**Material supplied**
╭──

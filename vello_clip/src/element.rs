// Copyright 2025 the Vello Authors
// SPDX-License-Identifier: Apache-2.0 OR MIT

//! Clip elements.

use crate::kurbo::{BezPath, Rect};
use peniko::Fill;

/// How a clip element combines with the region produced by the elements below it.
#[derive(Copy, Clone, Debug, Default, PartialEq, Eq, Hash)]
pub enum ClipOp {
    /// Keep the existing region minus this element.
    Difference,
    /// Keep the overlap of the existing region and this element.
    #[default]
    Intersect,
    /// Add this element to the existing region.
    Union,
    /// Keep whatever is covered by exactly one of the two.
    Xor,
    /// Keep this element minus the existing region.
    ReverseDifference,
    /// Discard the existing region and use this element alone.
    Replace,
}

impl ClipOp {
    /// Whether applying this op makes every element below it irrelevant.
    pub fn discards_below(self) -> bool {
        matches!(self, Self::Replace)
    }
}

/// The geometry of a clip element.
#[derive(Clone, Debug, PartialEq)]
pub enum ClipShape {
    /// An axis-aligned rectangle.
    Rect(Rect),
    Path {
        /// The closed outline.
        path: BezPath,
        /// Fill rule used to decide which parts of the outline are inside.
        fill: Fill,
    },
}

/// One clip shape pushed onto a [`ClipStack`](crate::ClipStack).
///
/// Elements are immutable once built. Two elements are equal when shape kind, op,
/// anti-aliasing and geometry all match; paths compare element by element, including
/// their fill rule.
#[derive(Clone, Debug, PartialEq)]
pub struct ClipElement {
    shape: ClipShape,
    op: ClipOp,
    anti_alias: bool,
}

impl ClipElement {
    /// Create an element from any shape.
    pub fn new(shape: ClipShape, op: ClipOp, anti_alias: bool) -> Self {
        Self {
            shape,
            op,
            anti_alias,
        }
    }

    /// A rectangle element.
    pub fn rect(rect: Rect, op: ClipOp, anti_alias: bool) -> Self {
        Self::new(ClipShape::Rect(rect), op, anti_alias)
    }

    /// A path element.
    pub fn path(path: BezPath, fill: Fill, op: ClipOp, anti_alias: bool) -> Self {
        Self::new(ClipShape::Path { path, fill }, op, anti_alias)
    }

    /// The geometry of this element.
    pub fn shape(&self) -> &ClipShape {
        &self.shape
    }

    /// The rectangle, if this is a rectangle element.
    pub fn as_rect(&self) -> Option<&Rect> {
        match &self.shape {
            ClipShape::Rect(rect) => Some(rect),
            ClipShape::Path { .. } => None,
        }
    }

    /// The outline, if this is a path element.
    pub fn as_path(&self) -> Option<&BezPath> {
        match &self.shape {
            ClipShape::Rect(_) => None,
            ClipShape::Path { path, .. } => Some(path),
        }
    }

    /// The fill rule, if this is a path element.
    pub fn fill(&self) -> Option<Fill> {
        match &self.shape {
            ClipShape::Rect(_) => None,
            ClipShape::Path { fill, .. } => Some(*fill),
        }
    }

    /// How this element combines with the elements below it.
    pub fn op(&self) -> ClipOp {
        self.op
    }

    /// Whether this element's edges should be anti-aliased.
    pub fn anti_alias(&self) -> bool {
        self.anti_alias
    }

    /// The rectangle, if this element alone would clip to exactly that rectangle.
    pub(crate) fn simple_rect(&self) -> Option<&Rect> {
        match self.op {
            ClipOp::Intersect | ClipOp::Replace => self.as_rect(),
            _ => None,
        }
    }
}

╰──

**Required work**
Reproduce the data, keeping every line exactly the same.

**Response to this exercise**
filename vello_clip/src/element.rs
// Copyright 2025 the Vello Authors
// SPDX-License-Identifier: Apache-2.0 OR MIT

//! Clip elements.

use crate::kurbo::{BezPath, Rect};
use peniko::Fill;

/// How a clip element combines with the region produced by the elements below it.
#[derive(Copy, Clone, Debug, Default, PartialEq, Eq, Hash)]
pub enum ClipOp {
    /// Keep the existing region minus this element.
    Difference,
    /// Keep the overlap of the existing region and this element.
    #[default]
    Intersect,
    /// Add this element to the existing region.
    Union,
    /// Keep whatever is covered by exactly one of the two.
    Xor,
    /// Keep this element minus the existing region.
    ReverseDifference,
    /// Discard the existing region and use this element alone.
    Replace,
}

impl ClipOp {
    /// Whether applying this op makes every element below it irrelevant.
    pub fn discards_below(self) -> bool {
        matches!(self, Self::Replace)
    }
}

/// The geometry of a clip element.
#[derive(Clone, Debug, PartialEq)]
pub enum ClipShape {
    /// An axis-aligned rectangle.
    Rect(Rect),
    Path {
        /// The closed outline.
        path: BezPath,
        /// Fill rule used to decide which parts of the outline are inside.
        fill: Fill,
    },
}

/// One clip shape pushed onto a [`ClipStack`](crate::ClipStack).
///
/// Elements are immutable once built. Two elements are equal when shape kind, op,
/// anti-aliasing and geometry all match; paths compare element by element, including
/// their fill rule.
#[derive(Clone, Debug, PartialEq)]
pub struct ClipElement {
    shape: ClipShape,
    op: ClipOp,
    anti_alias: bool,
}

impl ClipElement {
    /// Create an element from any shape.
    pub fn new(shape: ClipShape, op: ClipOp, anti_alias: bool) -> Self {
        Self {
            shape,
            op,
            anti_alias,
        }
    }

    /// A rectangle element.
    pub fn rect(rect: Rect, op: ClipOp, anti_alias: bool) -> Self {
        Self::new(ClipShape::Rect(rect), op, anti_alias)
    }

    /// A path element.
    pub fn path(path: BezPath, fill: Fill, op: ClipOp, anti_alias: bool) -> Self {
        Self::new(ClipShape::Path { path, fill }, op, anti_alias)
    }

    /// The geometry of this element.
    pub fn shape(&self) -> &ClipShape {
        &self.shape
    }

    /// The rectangle, if this is a rectangle element.
    pub fn as_rect(&self) -> Option<&Rect> {
        match &self.shape {
            ClipShape::Rect(rect) => Some(rect),
            ClipShape::Path { .. } => None,
        }
    }

    /// The outline, if this is a path element.
    pub fn as_path(&self) -> Option<&BezPath> {
        match &self.shape {
            ClipShape::Rect(_) => None,
            ClipShape::Path { path, .. } => Some(path),
        }
    }

    /// The fill rule, if this is a path element.
    pub fn fill(&self) -> Option<Fill> {
        match &self.shape {
            ClipShape::Rect(_) => None,
            ClipShape::Path { fill, .. } => Some(*fill),
        }
    }

    /// How this element combines with the elements below it.
    pub fn op(&self) -> ClipOp {
        self.op
    }

    /// Whether this element's edges should be anti-aliased.
    pub fn anti_alias(&self) -> bool {
        self.anti_alias
    }

    /// The rectangle, if this element alone would clip to exactly that rectangle.
    pub(crate) fn simple_rect(&self) -> Option<&Rect> {
        match self.op {
            ClipOp::Intersect | ClipOp::Replace => self.as_rect(),
            _ => None,
        }
    }
}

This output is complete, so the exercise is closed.